# What is expected
Your task is to restate the data word for word.

# Records provided
■ ■ ■ ■ ■ ■ ■
//! Crawler module for walking a Slack workspace
//!
//! This module contains the core crawling logic, including:
//! - Cursor and page-number pagination over Slack collections
//! - A bounded worker pool with caller-runs backpressure
//! - Turning messages and files into index records
//! - Overall crawl coordination

mod coordinator;
mod paginator;
mod pool;
mod record;

pub use coordinator::Coordinator;
pub use paginator::{PageOutcome, PageToken, Paginated, Paginator};
pub use pool::{ShutdownReport, WorkerPool};
pub use record::{
    attachment_text, synthesize_permalink, ts_to_millis, IndexRecord, RecordBuilder, RecordKind,
};

use crate::config::Config;
use crate::output::CrawlSummary;
use crate::storage::{open_storage, RunStatus};
use crate::Result;
use std::path::Path;
use std::sync::Arc;

/// Runs a complete crawl into the configured SQLite database
///
/// This is the main entry point for the command-line crawler. It will:
/// 1. Open (or create) the database
/// 2. Record a new crawl run with the config hash
/// 3. Run the coordinator with the database as record sink and failure store
/// 4. Mark the run completed or failed
///
/// # Arguments
///
/// * `config` - The validated crawler configuration
/// * `config_hash` - SHA-256 of the config file, stored on the run row
///
/// # Example
///
/// ```no_run
/// use slack_harvest::config::load_config_with_hash;
/// use slack_harvest::crawler::crawl;
/// use std::path::Path;
///
/// # async fn example() -> Result<(), Box<dyn std::error::Error>> {
/// let (config, hash) = load_config_with_hash(Path::new("harvest.toml"))?;
/// let summary = crawl(config, &hash).await?;
/// println!("{} records indexed", summary.indexed);
/// # Ok(())
/// # }
/// ```
pub async fn crawl(config: Config, config_hash: &str) -> Result<CrawlSummary> {
    let storage = Arc::new(open_storage(Path::new(&config.output.database_path))?);
    let run_id = storage.create_run(config_hash)?;
    tracing::info!("Starting crawl run {}", run_id);

    let coordinator = Coordinator::new(config, storage.clone(), storage.clone())?;
    let result = coordinator.run().await;

    let status = if result.is_ok() {
        RunStatus::Completed
    } else {
        RunStatus::Failed
    };
    storage.complete_run(run_id, status)?;

    result
}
■ ■ ■ ■ ■ ■ ■
# Worked solution
//! Crawler module for walking a Slack workspace
//!
//! This module contains the core crawling logic, including:
//! - Cursor and page-number pagination over Slack collections
//! - A bounded worker pool with caller-runs backpressure
//! - Turning messages and files into index records
//! - Overall crawl coordination

mod coordinator;
mod paginator;
mod pool;
mod record;

pub use coordinator::Coordinator;
pub use paginator::{PageOutcome, PageToken, Paginated, Paginator};
pub use pool::{ShutdownReport, WorkerPool};
pub use record::{
    attachment_text, synthesize_permalink, ts_to_millis, IndexRecord, RecordBuilder, RecordKind,
};

use crate::config::Config;
use crate::output::CrawlSummary;
use crate::storage::{open_storage, RunStatus};
use crate::Result;
use std::path::Path;
use std::sync::Arc;

/// Runs a complete crawl into the configured SQLite database
///
/// This is the main entry point for the command-line crawler. It will:
/// 1. Open (or create) the database
/// 2. Record a new crawl run with the config hash
/// 3. Run the coordinator with the database as record sink and failure store
/// 4. Mark the run completed or failed
///
/// # Arguments
///
/// * `config` - The validated crawler configuration
/// * `config_hash` - SHA-256 of the config file, stored on the run row
///
/// # Example
///
/// ```no_run
/// use slack_harvest::config::load_config_with_hash;
/// use slack_harvest::crawler::crawl;
/// use std::path::Path;
///
/// # async fn example() -> Result<(), Box<dyn std::error::Error>> {
/// let (config, hash) = load_config_with_hash(Path::new("harvest.toml"))?;
/// let summary = crawl(config, &hash).await?;
/// println!("{} records indexed", summary.indexed);
/// # Ok(())
/// # }
/// ```
pub async fn crawl(config: Config, config_hash: &str) -> Result<CrawlSummary> {
    let storage = Arc::new(open_storage(Path::new(&config.output.database_path))?);
    let run_id = storage.create_run(config_hash)?;
    tracing::info!("Starting crawl run {}", run_id);

    let coordinator = Coordinator::new(config, storage.clone(), storage.clone())?;
    let result = coordinator.run().await;

    let status = if result.is_ok() {
        RunStatus::Completed
    } else {
        RunStatus::Failed
    };
    storage.complete_run(run_id, status)?;

    result
}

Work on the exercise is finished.